La naturaleza propia de la luz es derramar claridad y ahuyentar las
tinieblas. El mundo había quedado fuera del conocimiento de Dios y en la
oscuridad del error; pero Jesús, envió a los apóstoles a que llevaran a los
hombres la luz de la verdad del Evangelio y pudieran conocer al verdadero
Dios.
Y los apóstoles de hoy somos nosotros, ya que el Señor nos eligió para eso.
Nos eligió para ser sus discípulos.
No podemos excusarnos diciendo que no tenemos cualidades para ser luz del
Evangelio, que no podemos ser reflejo de la luz del Señor.

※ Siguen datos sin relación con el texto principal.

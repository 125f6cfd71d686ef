//! 콘솔 리포터 포트 구현 어댑터.

use std::io::{self, IsTerminal};

use crossterm::style::Stylize;

use crate::application::ports::Reporter;

/// 콘솔 전용 리포터 어댑터.
/// 진행 상태/오류는 stderr로 보내 `--json` 출력과 섞이지 않게 한다.
pub struct ConsoleReporter {
    interactive: bool,
}

impl Default for ConsoleReporter {
    fn default() -> Self {
        Self::new()
    }
}

impl ConsoleReporter {
    pub fn new() -> Self {
        Self {
            interactive: io::stderr().is_terminal(),
        }
    }
}

impl Reporter for ConsoleReporter {
    fn status(&self, scope: &str, message: &str) {
        if self.interactive {
            eprintln!("[{:<8}] {}", scope, format!("⟳ {message}").dark_grey());
        } else {
            eprintln!("[{:<8}] {}", scope, message);
        }
    }

    fn error(&self, message: &str) {
        if self.interactive {
            eprintln!("{}", format!("⚠ {message}").red());
        } else {
            eprintln!("⚠ {message}");
        }
    }

    fn raw(&self, line: &str) {
        println!("{}", line);
    }
}
//! completion 엔드포인트 호출 모듈.
//! OpenAI 호환 chat-completions API를 호출하고 응답 텍스트를 표준화한다.

mod api_runner;
mod chat_completions;

pub use api_runner::{build_api_client, extract_error_message, extract_message_content};
pub use chat_completions::{ChatCompletionsProvider, build_payload, completions_endpoint};
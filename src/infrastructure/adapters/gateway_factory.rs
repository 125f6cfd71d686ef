//! completion 게이트웨이 팩토리 포트 구현 어댑터.

use anyhow::Result;

use crate::application::config::Config;
use crate::application::ports::{CompletionGateway, CompletionGatewayFactory};
use crate::infrastructure::providers::ChatCompletionsProvider;

pub struct ChatCompletionsGatewayFactory;

impl CompletionGatewayFactory for ChatCompletionsGatewayFactory {
    fn build(&self, config: &Config) -> Result<Box<dyn CompletionGateway>> {
        let provider = ChatCompletionsProvider::from_config(&config.provider)?;
        Ok(Box::new(provider))
    }
}
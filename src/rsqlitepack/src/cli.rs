//! The command-line surface: `<program> [-v...] <archive_path> <input_path> [<input_path> ...]`.

use std::path::PathBuf;

use clap::Parser;

#[derive(Parser, Debug)]
#[command(name = "rsqlitepack", about = "Packs SQLite database snapshots into a Zip64 archive")]
pub struct Cli {
    /// Path of the archive to create. Must not already exist with the identity of an input.
    pub archive: PathBuf,

    /// One or more relative paths to SQLite database files to snapshot.
    #[arg(required = true, num_args = 1..)]
    pub inputs: Vec<PathBuf>,

    /// Raise logging verbosity; repeatable (-v, -vv, -vvv).
    #[arg(short, long, action = clap::ArgAction::Count)]
    pub verbose: u8,
}
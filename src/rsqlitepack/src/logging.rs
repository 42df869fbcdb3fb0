//! Structured logging via `tracing`/`tracing-subscriber`, independent of the per-input progress
//! lines the CLI writes straight to stderr (see `progress`). Default filter is `warn`; each `-v`
//! on the command line raises it by one step unless `RSQLITEPACK_LOG` overrides it entirely.

use tracing_subscriber::EnvFilter;

use crate::config::LOG_ENV_VAR;

pub fn init(verbosity: u8) {
    let default_directive = match verbosity {
        0 => "warn",
        1 => "info",
        2 => "debug",
        _ => "trace",
    };

    let filter = EnvFilter::try_from_env(LOG_ENV_VAR)
        .unwrap_or_else(|_| EnvFilter::new(default_directive));

    tracing_subscriber::fmt()
        .with_env_filter(filter)
        .with_writer(std::io::stderr)
        .init();
}
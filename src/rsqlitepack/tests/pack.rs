//! Black-box tests that drive the real binary against on-disk SQLite fixtures, the way the
//! reference pack's `assert_cmd`/`tempfile` dev-dependencies are used for CLI tools that touch the
//! filesystem.

use std::fs::File;
use std::io::Read;

use assert_cmd::Command;
use rusqlite::Connection;
use tempfile::tempdir;

fn make_database(path: &std::path::Path, rows: u32) {
    let conn = Connection::open(path).unwrap();
    conn.execute_batch("CREATE TABLE t (id INTEGER PRIMARY KEY, payload BLOB)")
        .unwrap();
    for i in 0..rows {
        conn.execute(
            "INSERT INTO t (payload) VALUES (?1)",
            [vec![(i % 256) as u8; 200]],
        )
        .unwrap();
    }
}

fn page_size_and_count(path: &std::path::Path) -> (u32, u64) {
    let conn = Connection::open(path).unwrap();
    let page_size: i64 = conn.query_row("PRAGMA page_size", [], |r| r.get(0)).unwrap();
    let page_count: i64 = conn.query_row("PRAGMA page_count", [], |r| r.get(0)).unwrap();
    (page_size as u32, page_count as u64)
}

#[test]
fn single_input_roundtrips_through_a_conformant_zip_reader() {
    let dir = tempdir().unwrap();
    let db_path = dir.path().join("db.sqlite");
    make_database(&db_path, 50);
    let (page_size, page_count) = page_size_and_count(&db_path);

    Command::cargo_bin("rsqlitepack")
        .unwrap()
        .current_dir(dir.path())
        .arg("archive.zip")
        .arg("db.sqlite")
        .assert()
        .success();

    let archive_path = dir.path().join("archive.zip");
    let file = File::open(&archive_path).unwrap();
    let mut zip = zip::ZipArchive::new(file).unwrap();
    assert_eq!(zip.len(), 1);

    let mut entry = zip.by_index(0).unwrap();
    assert_eq!(entry.name(), "db.sqlite");
    assert_eq!(entry.size(), page_size as u64 * page_count);

    let mut restored = Vec::new();
    entry.read_to_end(&mut restored).unwrap();
    assert_eq!(restored.len() as u64, page_size as u64 * page_count);

    let mut expected = Vec::new();
    File::open(&db_path).unwrap().read_to_end(&mut expected).unwrap();
    assert_eq!(restored, expected);
}

#[test]
fn multiple_inputs_preserve_argument_order() {
    let dir = tempdir().unwrap();
    make_database(&dir.path().join("a.sqlite"), 5);
    make_database(&dir.path().join("b.sqlite"), 5);

    Command::cargo_bin("rsqlitepack")
        .unwrap()
        .current_dir(dir.path())
        .arg("archive.zip")
        .arg("a.sqlite")
        .arg("b.sqlite")
        .assert()
        .success();

    let file = File::open(dir.path().join("archive.zip")).unwrap();
    let mut zip = zip::ZipArchive::new(file).unwrap();
    assert_eq!(zip.by_index(0).unwrap().name(), "a.sqlite");
    assert_eq!(zip.by_index(1).unwrap().name(), "b.sqlite");
}

#[test]
fn duplicate_inputs_are_rejected_and_leave_no_archive() {
    let dir = tempdir().unwrap();
    make_database(&dir.path().join("db.sqlite"), 3);

    Command::cargo_bin("rsqlitepack")
        .unwrap()
        .current_dir(dir.path())
        .arg("archive.zip")
        .arg("db.sqlite")
        .arg("db.sqlite")
        .assert()
        .failure();

    assert!(!dir.path().join("archive.zip").exists());
}

#[test]
fn missing_input_leaves_no_partial_archive() {
    let dir = tempdir().unwrap();
    make_database(&dir.path().join("db.sqlite"), 3);

    Command::cargo_bin("rsqlitepack")
        .unwrap()
        .current_dir(dir.path())
        .arg("archive.zip")
        .arg("db.sqlite")
        .arg("missing.sqlite")
        .assert()
        .failure();

    assert!(!dir.path().join("archive.zip").exists());
}

#[test]
fn absolute_input_path_is_rejected() {
    let dir = tempdir().unwrap();
    let db_path = dir.path().join("db.sqlite");
    make_database(&db_path, 3);

    Command::cargo_bin("rsqlitepack")
        .unwrap()
        .current_dir(dir.path())
        .arg("archive.zip")
        .arg(db_path.to_str().unwrap())
        .assert()
        .failure();
}
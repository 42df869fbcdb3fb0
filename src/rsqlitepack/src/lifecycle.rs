//! Sequences the pipeline's phases and guarantees a deterministic, reverse-order teardown on any
//! failure: end compression if initialized, roll back if a transaction is open, close the
//! connection if open, close the archive file if still open, and remove the archive file if it
//! was created.

use std::fs::File;
use std::path::{Path, PathBuf};

use tracing::{debug, info};

use crate::compress::CompressorDriver;
use crate::config;
use crate::db::Gateway;
use crate::error::{PackError, PackResult};
use crate::progress::Progress;
use crate::registry::{self, RegisteredInput};
use crate::zip::Assembler;

pub struct PackOutcome {
    pub progress: Progress,
}

/// Runs the full `allocate_state -> ... -> close_archive` pipeline for one invocation. On any
/// error, deletes the archive if this call created it and returns the error; the caller is not
/// responsible for cleanup.
pub fn pack(archive_path: &Path, input_paths: &[PathBuf]) -> PackResult<PackOutcome> {
    let inputs = registry::register(input_paths)?;
    registry::check_output_collision(archive_path, &inputs)?;

    let mut archive_created = false;
    let result = run(archive_path, &inputs, &mut archive_created);

    if result.is_err() && archive_created {
        debug!(path = %archive_path.display(), "removing partial archive after failure");
        let _ = std::fs::remove_file(archive_path);
    }

    result
}

fn run(
    archive_path: &Path,
    inputs: &[RegisteredInput],
    archive_created: &mut bool,
) -> PackResult<PackOutcome> {
    debug!("opening in-memory gateway connection");
    let mut gateway = Gateway::open(config::busy_timeout()?)?;

    for input in inputs {
        debug!(alias = %input.alias, path = %input.path.display(), "attaching input");
        gateway.attach(input)?;
    }

    let archive_file =
        File::create(archive_path).map_err(|e| PackError::filesystem(archive_path, e))?;
    *archive_created = true;

    // Scoped so the guard's borrow of `gateway` ends here, letting `gateway.close()` below take
    // it by value. The guard still rolls back on any early return out of this block.
    let packed = (|| -> PackResult<(Assembler, Progress)> {
        let teardown = TeardownGuard {
            gateway: &mut gateway,
        };

        teardown.gateway.begin()?;
        info!("began shared read transaction across {} input(s)", inputs.len());

        let mut assembler = Assembler::new(archive_file);
        let mut driver = CompressorDriver::new();
        let mut progress = Progress::new();

        for input in inputs {
            let metadata = teardown.gateway.metadata(&input.alias)?;
            debug!(
                alias = %input.alias,
                page_size = metadata.page_size,
                page_count = metadata.page_count,
                journal_mode = %metadata.journal_mode,
                "resolved input metadata"
            );

            let (uncompressed_size, compressed_size) =
                assembler.pack_input(input, &*teardown.gateway, &metadata, &mut driver)?;
            progress.record(input.path.clone(), compressed_size, uncompressed_size);
        }

        teardown.gateway.rollback()?;
        Ok((assembler, progress))
    })();

    let (assembler, progress) = packed?;

    debug!("closing gateway connection");
    gateway.close()?;

    assembler.finish()?;

    Ok(PackOutcome { progress })
}

/// Rolls back the shared transaction when dropped, whether or not the closure above already did
/// so explicitly on the success path — `Gateway::rollback` is idempotent, so this is a correctness
/// net for the early-return error paths rather than a second real rollback.
struct TeardownGuard<'a> {
    gateway: &'a mut Gateway,
}

impl Drop for TeardownGuard<'_> {
    fn drop(&mut self) {
        let _ = self.gateway.rollback();
    }
}
pub mod binio;
pub mod cli;
pub mod compress;
pub mod config;
pub mod db;
pub mod dos_time;
pub mod error;
pub mod lifecycle;
pub mod logging;
pub mod progress;
pub mod registry;
pub mod uri;
pub mod zip;

pub use error::{PackError, PackResult};
pub use lifecycle::{pack, PackOutcome};
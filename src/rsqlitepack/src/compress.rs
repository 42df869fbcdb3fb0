//! Wraps the streaming deflate compressor: one small driver, fed one page at a time, writing its
//! output directly through rather than buffering a whole input's worth of payload.

use flate2::{Compress, Compression, FlushCompress, Status};
use std::io::Write;

use crate::error::{PackError, PackResult};

/// Bound on a single deflate call's worst-case output growth for one page, per RFC 1951's
/// guarantee that a stored block costs at most 5 bytes of overhead per 65535-byte chunk.
fn output_headroom(page_size: u32) -> usize {
    let chunks = (page_size as u64 + 65534) / 65535;
    (chunks * 5) as usize + 64
}

pub struct CompressorDriver {
    compress: Compress,
    scratch: Vec<u8>,
}

/// Largest page size the gateway accepts; the driver sizes its scratch buffer for this once so
/// the same compressor instance can be reused, and reset, across inputs whose page sizes differ.
const MAX_PAGE_SIZE: u32 = 65536;

impl CompressorDriver {
    /// Maximum compression level, raw deflate stream (no zlib wrapper) so the archive payload is
    /// exactly what method 8 expects with no extra header/trailer bytes.
    pub fn new() -> CompressorDriver {
        CompressorDriver {
            compress: Compress::new(Compression::best(), false),
            scratch: vec![0u8; MAX_PAGE_SIZE as usize + output_headroom(MAX_PAGE_SIZE)],
        }
    }

    /// Feeds one page through the compressor and writes every emitted byte to `sink`. Uses
    /// block-boundary flush (`FlushCompress::Sync`) for every page but the last, and
    /// stream-finish flush (`FlushCompress::Finish`) for the last page of an input, which also
    /// emits the deflate trailer. Returns the number of bytes written.
    pub fn feed_page(&mut self, page: &[u8], is_last: bool, sink: &mut impl Write) -> PackResult<u64> {
        let flush = if is_last {
            FlushCompress::Finish
        } else {
            FlushCompress::Sync
        };

        let mut input = page;
        let mut written = 0u64;

        loop {
            let before_in = self.compress.total_in();
            let before_out = self.compress.total_out();

            let status = self
                .compress
                .compress(input, &mut self.scratch, flush)
                .map_err(|e| PackError::Compression(e.to_string()))?;

            let consumed = (self.compress.total_in() - before_in) as usize;
            let produced = (self.compress.total_out() - before_out) as usize;

            if produced > 0 {
                sink.write_all(&self.scratch[..produced])?;
                written += produced as u64;
            }
            input = &input[consumed..];

            match status {
                Status::Ok | Status::BufError if input.is_empty() && !is_last => break,
                Status::Ok | Status::BufError if input.is_empty() && is_last => {
                    // Finish keeps demanding calls until it reports StreamEnd even with no more
                    // input; an empty slice is a legal zero-length input to drain the trailer.
                    continue;
                }
                Status::StreamEnd => break,
                Status::Ok | Status::BufError => continue,
            }
        }

        Ok(written)
    }

    /// Resets the stream so the next input starts fresh, matching the per-input lifecycle: one
    /// compressor instance, reused across inputs, reset between them.
    pub fn reset(&mut self) {
        self.compress.reset();
    }
}

#[cfg(test)]
mod tests {
    use super::*;

    #[test]
    fn compresses_single_page_input() {
        let page = vec![0xAB; 4096];
        let mut driver = CompressorDriver::new();
        let mut out = Vec::new();
        let written = driver.feed_page(&page, true, &mut out).unwrap();
        assert_eq!(written as usize, out.len());
        assert!(!out.is_empty());

        // Decompresses back to the original page via raw inflate.
        let mut decompress = flate2::Decompress::new(false);
        let mut restored = vec![0u8; 4096];
        decompress
            .decompress(&out, &mut restored, flate2::FlushDecompress::Finish)
            .unwrap();
        assert_eq!(restored, page);
    }

    #[test]
    fn resets_between_inputs() {
        let mut driver = CompressorDriver::new();
        let mut out = Vec::new();
        driver.feed_page(&[1u8; 64], true, &mut out).unwrap();
        driver.reset();
        out.clear();
        let written = driver.feed_page(&[2u8; 64], true, &mut out).unwrap();
        assert_eq!(written as usize, out.len());
    }
}
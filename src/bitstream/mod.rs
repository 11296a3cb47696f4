mod bit_reader;
mod bit_writer;
mod error;
mod serde;

pub use bit_reader::BitReader;
pub use bit_writer::{BitWrite, BitWriter};
pub use error::BitStreamError;
pub use serde::Serde;
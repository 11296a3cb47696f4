use std::net::SocketAddr;

use replica_core::{
    BitReader, BitStreamError, BitWrite, ConstructionHeader, ObjectId, PacketType,
    ReplicaComponent, ReplicaError, ReplicaManager, ReplicaObject, Serde,
};

fn peer() -> SocketAddr {
    "127.0.0.1:3000".parse().unwrap()
}

struct StatsComponent {
    component_id: u32,
    health: u32,
}

impl ReplicaComponent for StatsComponent {
    fn component_id(&self) -> u32 {
        self.component_id
    }

    fn write(&self, writer: &mut dyn BitWrite, _packet_type: PacketType) {
        self.health.ser(writer);
    }

    fn read(
        &mut self,
        reader: &mut BitReader,
        _packet_type: PacketType,
    ) -> Result<(), BitStreamError> {
        self.health = u32::de(reader)?;
        Ok(())
    }
}

fn stats(component_id: u32) -> Box<StatsComponent> {
    Box::new(StatsComponent {
        component_id,
        health: 100,
    })
}

#[test]
fn test_name_too_long_rejected() {
    let name = "a".repeat(300);
    let result = ReplicaObject::new(ObjectId::new(1), 1, &name, 0);

    match result {
        Err(ReplicaError::NameTooLong { length }) => assert_eq!(length, 300),
        _ => panic!("Expected NameTooLong error"),
    }
}

#[test]
fn test_duplicate_component_rejected() {
    let mut object = ReplicaObject::new(ObjectId::new(1), 1, "Dragon", 0).unwrap();
    object.attach_component(stats(4)).unwrap();

    let result = object.attach_component(stats(4));
    assert_eq!(
        result,
        Err(ReplicaError::DuplicateComponent { component_id: 4 })
    );

    // the original attachment survives the rejected one
    assert!(object.get_component(4).is_some());
}

#[test]
fn test_corrupted_trailer_markers_rejected() {
    let mut object = ReplicaObject::new(ObjectId::new(1), 1, "Dragon", 0).unwrap();
    object.attach_component(stats(4)).unwrap();

    let mut frame = object.serialize(peer());
    // flip the leading marker bit
    frame[0] ^= 0x01;

    let mut reader = BitReader::new(&frame);
    let result = object.deserialize(&mut reader, peer());
    assert_eq!(
        result,
        Err(ReplicaError::TrailerMismatch {
            first: false,
            second: false,
            third: false,
        })
    );
}

#[test]
fn test_truncated_serialization_frame_rejected() {
    let mut object = ReplicaObject::new(ObjectId::new(1), 1, "Dragon", 0).unwrap();
    object.attach_component(stats(4)).unwrap();

    let frame = object.serialize(peer());
    let truncated = &frame[..frame.len() - 1];

    let mut reader = BitReader::new(truncated);
    let result = object.deserialize(&mut reader, peer());
    match result {
        Err(ReplicaError::BitStream(BitStreamError::BufferExhausted { .. })) => {}
        other => panic!("Expected BufferExhausted error, got {other:?}"),
    }
}

#[test]
fn test_truncated_construction_header_rejected() {
    let manager = &mut ReplicaManager::new();
    let object = ReplicaObject::new(ObjectId::new(1), 1, "Dragon", 5).unwrap();
    manager.register(&object).unwrap();

    let frame = object.send_construction(manager, peer());
    let truncated = &frame[..10];

    let mut reader = BitReader::new(truncated);
    let result = ConstructionHeader::de(&mut reader);
    match result {
        Err(ReplicaError::BitStream(BitStreamError::BufferExhausted { .. })) => {}
        other => panic!("Expected BufferExhausted error, got {other:?}"),
    }
}

#[test]
fn test_destruction_frame_with_payload_rejected() {
    let manager = &mut ReplicaManager::new();
    let object = ReplicaObject::new(ObjectId::new(1), 1, "Dragon", 0).unwrap();
    manager.register(&object).unwrap();

    let bogus = vec![0xFF, 0xFF];
    let mut reader = BitReader::new(&bogus);
    let result = object.receive_destruction(manager, peer(), &mut reader);
    assert_eq!(
        result,
        Err(ReplicaError::UnexpectedPayload { bits_remaining: 16 })
    );
}

#[test]
fn test_truncated_scope_frame_rejected() {
    let mut reader = BitReader::new(&[]);
    let result = ReplicaObject::read_scope_change(&mut reader);
    match result {
        Err(ReplicaError::BitStream(BitStreamError::BufferExhausted { .. })) => {}
        other => panic!("Expected BufferExhausted error, got {other:?}"),
    }
}

#[test]
fn test_replica_error_display_messages() {
    let error = ReplicaError::NameTooLong { length: 300 };
    assert_eq!(
        error.to_string(),
        "Object name is 300 UTF-16 code units long, maximum representable is 255"
    );

    let error = ReplicaError::DuplicateComponent { component_id: 4 };
    assert_eq!(
        error.to_string(),
        "Component id 4 is already attached to this object"
    );

    let error = ReplicaError::UnexpectedPayload { bits_remaining: 16 };
    assert_eq!(
        error.to_string(),
        "Destruction frame carried 16 unexpected payload bits"
    );
}

#[test]
fn test_replica_error_is_send_sync() {
    fn assert_send<T: Send>() {}
    fn assert_sync<T: Sync>() {}

    assert_send::<ReplicaError>();
    assert_sync::<ReplicaError>();
}

#[test]
fn test_replica_error_is_std_error() {
    let error = ReplicaError::NameTooLong { length: 300 };
    let _: &dyn std::error::Error = &error;
}
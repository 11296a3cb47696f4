use thiserror::Error;

use crate::bitstream::BitStreamError;

/// Errors that can occur while building or decoding replica frames
#[derive(Debug, Clone, PartialEq, Eq, Error)]
pub enum ReplicaError {
    /// Object name does not fit the 8-bit length prefix
    #[error("Object name is {length} UTF-16 code units long, maximum representable is 255")]
    NameTooLong {
        length: usize,
    },

    /// A component with the same kind id is already attached
    #[error("Component id {component_id} is already attached to this object")]
    DuplicateComponent {
        component_id: u32,
    },

    /// Trailer marker bits did not match the fixed pattern (SECURITY:
    /// component payload boundaries cannot be trusted past this point)
    #[error("Frame trailer markers were ({first}, {second}, {third}), expected (true, false, false) (possible malformed or malicious frame)")]
    TrailerMismatch {
        first: bool,
        second: bool,
        third: bool,
    },

    /// A destruction frame carried payload bits where none are defined
    #[error("Destruction frame carried {bits_remaining} unexpected payload bits")]
    UnexpectedPayload {
        bits_remaining: usize,
    },

    /// Bit stream ended underneath a frame read
    #[error("Bit stream error: {0}")]
    BitStream(#[from] BitStreamError),
}
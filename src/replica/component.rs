use crate::bitstream::{BitReader, BitStreamError, BitWrite};

use super::packet_type::PacketType;

/// A capability attached to a [`ReplicaObject`](super::ReplicaObject) that
/// contributes its own payload to outgoing frames and consumes the same
/// bits on the receiving side.
///
/// Payloads are self-delimited: the frame carries no per-component length
/// or id, and a peer parses them positionally in attach order. `read` must
/// therefore consume exactly the bits `write` produced for the same
/// [`PacketType`]. Components never write the object-level header fields.
pub trait ReplicaComponent {
    /// Kind identifier, unique within one object's component list.
    fn component_id(&self) -> u32;

    /// Append this component's payload for the given frame kind.
    fn write(&self, writer: &mut dyn BitWrite, packet_type: PacketType);

    /// Consume this component's payload for the given frame kind.
    fn read(
        &mut self,
        reader: &mut BitReader,
        packet_type: PacketType,
    ) -> Result<(), BitStreamError>;
}
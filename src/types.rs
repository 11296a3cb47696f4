use std::fmt;

use crate::bitstream::{BitReader, BitStreamError, BitWrite, Serde};

/// Globally unique identity of a replicated object, assigned at creation
/// and stable for the object's lifetime. Identities never repeat among
/// simultaneously live objects.
#[derive(PartialEq, Eq, Hash, Clone, Copy, Debug)]
pub struct ObjectId(u64);

impl ObjectId {
    pub fn new(value: u64) -> Self {
        ObjectId(value)
    }

    pub fn to_u64(&self) -> u64 {
        self.0
    }
}

impl fmt::Display for ObjectId {
    fn fmt(&self, f: &mut fmt::Formatter) -> fmt::Result {
        write!(f, "{}", self.0)
    }
}

impl Serde for ObjectId {
    fn ser(&self, writer: &mut dyn BitWrite) {
        self.0.ser(writer);
    }

    fn de(reader: &mut BitReader) -> Result<Self, BitStreamError> {
        Ok(ObjectId(u64::de(reader)?))
    }
}

/// Template ("LOT") reference into static object definition data. The
/// definition data itself is not modeled here.
pub type Lot = u32;
use thiserror::Error;

use crate::types::ObjectId;

/// Errors that can occur during registry bookkeeping
#[derive(Debug, Clone, PartialEq, Eq, Error)]
pub enum RegistryError {
    /// An object with this identity is already registered
    #[error("Object id {object_id} is already registered")]
    DuplicateObjectId {
        object_id: ObjectId,
    },

    /// No live object has this identity
    #[error("Object id {object_id} is not registered")]
    ObjectNotFound {
        object_id: ObjectId,
    },

    /// The back-reference for this object was already removed
    #[error("Object id {object_id} was already dereferenced")]
    AlreadyDereferenced {
        object_id: ObjectId,
    },
}
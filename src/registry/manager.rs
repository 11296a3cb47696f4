use std::{
    collections::{HashMap, HashSet},
    net::SocketAddr,
};

use log::{debug, warn};

use crate::{
    replica::ReplicaObject,
    types::{Lot, ObjectId},
};

use super::error::RegistryError;

const LOG_TARGET: &str = "replica";

/// Registry entry for a live object: the static facts the tracker keeps for
/// lookups and diagnostics.
#[derive(Debug, Clone, PartialEq, Eq)]
pub struct ObjectRecord {
    pub lot: Lot,
    pub name: String,
}

/// Tracks live object identities and which peers each object is currently
/// in scope for. Owns no object: replica operations query and command it,
/// one peer at a time, and the scheduler handles any multi-peer fan-out.
///
/// The per-object peer sets are the back-references removed by
/// [`Self::dereference`] during object destruction.
#[derive(Default)]
pub struct ReplicaManager {
    objects: HashMap<ObjectId, ObjectRecord>,
    scope: HashMap<ObjectId, HashSet<SocketAddr>>,
}

impl ReplicaManager {
    pub fn new() -> Self {
        Self::default()
    }

    /// Register a freshly created object, before its first construction
    /// frame. Identities must be unique among simultaneously live objects.
    pub fn register(&mut self, object: &ReplicaObject) -> Result<(), RegistryError> {
        let object_id = object.object_id();
        if self.objects.contains_key(&object_id) {
            return Err(RegistryError::DuplicateObjectId { object_id });
        }
        self.objects.insert(
            object_id,
            ObjectRecord {
                lot: object.lot(),
                name: object.name().to_string(),
            },
        );
        self.scope.insert(object_id, HashSet::new());
        Ok(())
    }

    /// Look up a live object's record by identity.
    pub fn lookup(&self, object_id: ObjectId) -> Option<&ObjectRecord> {
        self.objects.get(&object_id)
    }

    /// Mark `object_id` in or out of scope for `peer`. Returns whether the
    /// scope state actually changed, which keeps repeated "entering" calls
    /// idempotent client-side. `use_timestamp` is forwarded transport
    /// policy and does not affect scope state.
    pub fn set_scope(
        &mut self,
        object_id: ObjectId,
        in_scope: bool,
        peer: SocketAddr,
        use_timestamp: bool,
    ) -> bool {
        let Some(peers) = self.scope.get_mut(&object_id) else {
            warn!(
                target: LOG_TARGET,
                "Scope change for unknown object {}", object_id
            );
            return false;
        };
        let changed = if in_scope {
            peers.insert(peer)
        } else {
            peers.remove(&peer)
        };
        if changed {
            debug!(
                target: LOG_TARGET,
                "Object {} now {} scope for {} (timestamped: {})",
                object_id,
                if in_scope { "in" } else { "out of" },
                peer,
                use_timestamp
            );
        }
        changed
    }

    /// Whether `peer` has received construction for `object_id` and has not
    /// since left scope.
    pub fn in_scope(&self, object_id: ObjectId, peer: SocketAddr) -> bool {
        self.scope
            .get(&object_id)
            .is_some_and(|peers| peers.contains(&peer))
    }

    /// Remove a destroyed object's identity. Subsequent lookups fail.
    pub fn unregister(&mut self, object_id: ObjectId) -> Result<ObjectRecord, RegistryError> {
        self.objects
            .remove(&object_id)
            .ok_or(RegistryError::ObjectNotFound { object_id })
    }

    /// Drop the back-reference held for `object_id`. Called exactly once
    /// during destruction, after [`Self::unregister`]; a second call is an
    /// error.
    pub fn dereference(&mut self, object_id: ObjectId) -> Result<(), RegistryError> {
        if self.scope.remove(&object_id).is_none() {
            return Err(RegistryError::AlreadyDereferenced { object_id });
        }
        Ok(())
    }
}
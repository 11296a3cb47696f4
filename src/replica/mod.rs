mod component;
mod error;
mod object;
mod packet_type;

pub use component::ReplicaComponent;
pub use error::ReplicaError;
pub use object::{ConstructionHeader, ReplicaObject, MAX_NAME_CODE_UNITS};
pub use packet_type::PacketType;
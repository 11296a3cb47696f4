//! # Replica Core
//! Replication lifecycle for game-world objects: construction, scoping,
//! serialization and destruction frames shared between the authoritative
//! and client roles of a connection.

#![deny(trivial_numeric_casts, unstable_features, unused_import_braces)]

mod bitstream;
mod registry;
mod replica;
mod types;

pub use bitstream::{BitReader, BitStreamError, BitWrite, BitWriter, Serde};
pub use registry::{ObjectRecord, RegistryError, ReplicaManager};
pub use replica::{
    ConstructionHeader, PacketType, ReplicaComponent, ReplicaError, ReplicaObject,
    MAX_NAME_CODE_UNITS,
};
pub use types::{Lot, ObjectId};
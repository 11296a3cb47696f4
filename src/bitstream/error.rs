use thiserror::Error;

/// Errors that can occur while decoding a frame's bit stream
#[derive(Debug, Clone, PartialEq, Eq, Error)]
pub enum BitStreamError {
    /// Reader ran past the end of the received frame (possibly a truncated
    /// or malformed frame)
    #[error("Frame exhausted: needed {bits_requested} more bits, only {bits_remaining} remaining (possible truncated or malformed frame)")]
    BufferExhausted {
        bits_requested: usize,
        bits_remaining: usize,
    },
}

No basta simplemente que llevemos una vida correcta pero volcada hacia
nosotros mismos, olvidándonos de nuestras obligaciones como discípulos de
Cristo. ¡Es preciso que nos empeñemos en la tarea de transformar el mundo!.
Tenemos que trabajar para establecer el Reino de Dios en nuestra sociedad.
Y esta tarea comienza con el testimonio de nuestra vida personal, siendo
ejemplares en nuestro trabajo, en nuestras familias, como padres o como
hijos. Con el testimonio de nuestra alegría y esperanza, aún en medio de las
dificultades y las contrariedades. Nuestro ejemplo prepara la tierra para
que la Palabra de Dios dé abundantes frutos.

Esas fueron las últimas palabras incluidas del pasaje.